Saved entries —
//! Telemetry ingestion: turns a raw `device/<id>` publish into a device
//! state update and, when the message carries a temperature, a reading.
//!
//! Failures are logged and reported as `false`; nothing propagates back
//! into the MQTT event loop.

use time::OffsetDateTime;
use tokio::sync::mpsc;
use tracing::{debug, info, warn};

use crate::db::{Db, Device, SensorReading, TelemetryUpdate};
use crate::error::{Error, Result};
use crate::mqtt::{decode_telemetry, device_id_from_topic, InboundMessage, TelemetryMsg};
use crate::state::SharedState;

pub struct Pipeline {
    db: Db,
    shared: SharedState,
}

#[derive(Debug)]
pub(crate) struct Ingested {
    pub(crate) device: Device,
    pub(crate) reading: Option<SensorReading>,
}

/// A non-empty payload `device_id` wins over the topic suffix and is used
/// verbatim.
pub(crate) fn resolve_device_id(topic: &str, msg: &TelemetryMsg) -> Result<String> {
    msg.device_id
        .as_deref()
        .filter(|id| !id.is_empty())
        .or_else(|| device_id_from_topic(topic))
        .map(str::to_string)
        .ok_or_else(|| Error::Decode(format!("no device id in payload or topic '{topic}'")))
}

impl Pipeline {
    pub fn new(db: Db, shared: SharedState) -> Self {
        Self { db, shared }
    }

    /// Process one inbound message. Returns whether it was stored.
    pub async fn handle_message(&self, topic: &str, payload: &[u8]) -> bool {
        let (device_id, msg) = match decode_telemetry(payload)
            .and_then(|msg| Ok((resolve_device_id(topic, &msg)?, msg)))
        {
            Ok(resolved) => resolved,
            Err(e) => {
                let device = device_id_from_topic(topic).unwrap_or("?");
                return self.reject(topic, device, e).await;
            }
        };

        match self.store(&device_id, &msg).await {
            Ok(Ingested { device, reading }) => {
                debug!(
                    device = %device.id,
                    temperature = ?device.last_temperature,
                    fan = device.fan_status,
                    auto = device.auto_mode,
                    reading = reading.is_some(),
                    "telemetry processed"
                );
                let mut st = self.shared.write().await;
                st.record_telemetry(&device.id, reading.map(|r| r.temperature));
                true
            }
            Err(e) => self.reject(topic, &device_id, e).await,
        }
    }

    async fn reject(&self, topic: &str, device: &str, e: Error) -> bool {
        warn!(topic = %topic, device = %device, "telemetry discarded: {e}");
        let mut st = self.shared.write().await;
        st.record_rejected(topic, e.to_string());
        false
    }

    async fn store(&self, device_id: &str, msg: &TelemetryMsg) -> Result<Ingested> {
        let update = TelemetryUpdate {
            temperature: msg.temperature,
            fan: msg.fan,
            auto: msg.auto,
        };

        let (device, reading) = self
            .db
            .apply_telemetry(device_id, &update, OffsetDateTime::now_utc())
            .await?;

        Ok(Ingested { device, reading })
    }
}

/// Drain the gateway queue until every sender is gone.
pub async fn run(pipeline: Pipeline, mut rx: mpsc::Receiver<InboundMessage>) {
    info!("ingestion pipeline started");
    while let Some(msg) = rx.recv().await {
        pipeline.handle_message(&msg.topic, &msg.payload).await;
    }
    info!("ingestion queue closed, pipeline stopped");
}

// ===========================================================================
// Tests
// ===========================================================================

Assignment — If a line in the records above holds the string "Result", copy it.

Answer for this exercise —
use crate::error::{Error, Result};
pub(crate) fn resolve_device_id(topic: &str, msg: &TelemetryMsg) -> Result<String> {
    async fn store(&self, device_id: &str, msg: &TelemetryMsg) -> Result<Ingested> {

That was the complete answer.